- Location: Southeastern Alaska
- Coordinates: 55°24′43″N 131°42′00″W﻿ / ﻿55.41194°N 131.70000°W
- Primary inflows: Ward Creek, Signal Creek
- Primary outflows: Ward Creek
- Basin countries: United States
- Surface area: 0.14 square kilometres (0.054 sq mi)
- Surface elevation: 16 metres (52 ft)

= Ward Lake (Alaska) =

Lake and evacuation camp in Alaska, United States

Ward Lake is a lake on Revillagigedo Island in the Alaskan Panhandle about 10 miles north of Ketchikan. Following the start of the Aleutian Islands Campaign the native villagers of the Aleutian Islands were relocated to a number of evacuation camps in the Alaskan Panhandle including a former Civilian Conservation Corps camp at Ward Lake.

==History==

The name for Ward Lake and the nearby Ward Cove derive from a misspelling of the name of W.W. Waud who established a saltery in 1883-84 and subsequently drowned nearby in 1892.

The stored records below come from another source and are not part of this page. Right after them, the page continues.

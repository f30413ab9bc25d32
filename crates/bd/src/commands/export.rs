//! `bd export` -- export the issue database to a JSONL log.

use std::path::Path;

use anyhow::{Context, Result};

use beads_storage::SqliteStore;
use beads_sync::pipeline::{export, ExportOptions};

use crate::cli::ExportArgs;
use crate::context::RuntimeContext;
use crate::output::output_json;

/// Execute the `bd export` command.
pub fn run(ctx: &RuntimeContext, args: &ExportArgs) -> Result<()> {
    let db_path = ctx.db_file()?;
    if !db_path.exists() {
        anyhow::bail!(
            "no beads database found at {}\nHint: run 'bd init' to create a database",
            db_path.display()
        );
    }

    let store = SqliteStore::open(&db_path)
        .with_context(|| format!("failed to open database: {}", db_path.display()))?;

    let options = ExportOptions {
        force: args.force,
        ..Default::default()
    };

    let count = export(&store, Path::new(&args.path), &options)
        .with_context(|| format!("failed to export to {}", args.path))?;

    if ctx.json {
        output_json(&serde_json::json!({
            "path": args.path,
            "exported": count,
        }));
    } else {
        println!("Exported {} issue(s) to {}", count, args.path);
    }

    Ok(())
}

In 1924, following construction of the Tongass Highway connecting Ketchikan with the nearby community of Ward Cove a commercial bus service was started between the two points. This also coincided with new federal policies supporting the recreational use of public forests meant that new picnic areas were built near the mouth of Ward Creek in 1925 and over the next couple of years a trail was cut around the lake.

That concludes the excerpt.